→ **EXERCISE OBJECTIVE**:
Every line containing the word "requested" is to be copied from the data below.
------ EXERCISE MATERIALS ------
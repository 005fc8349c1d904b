//! Validation of client-supplied `fields` lists against a shape's declared
//! fields.

use super::shaping::Shaped;

/// Checks that every name in a comma-separated `fields` string is a declared
/// field of `T`.
///
/// An empty or blank string is always valid (it means "all fields"). Tokens
/// are trimmed and matched case-insensitively; unlike sort-key validation, no
/// space truncation is applied, so a token like `"name desc"` is rejected
/// here.
///
/// # Returns
/// - `true` - Every requested field exists on the shape
/// - `false` - At least one requested field is unknown
pub fn has_properties<T: Shaped + 'static>(fields: &str) -> bool {
    if fields.trim().is_empty() {
        return true;
    }

    let descriptors = T::field_descriptors();

    fields.split(',').all(|token| {
        let requested = token.trim();
        descriptors
            .iter()
            .any(|descriptor| descriptor.name.eq_ignore_ascii_case(requested))
    })
}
------
→ **EXERCISE RESPONSE**:
/// - `true` - Every requested field exists on the shape
/// - `false` - At least one requested field is unknown
        let requested = token.trim();
            .any(|descriptor| descriptor.name.eq_ignore_ascii_case(requested))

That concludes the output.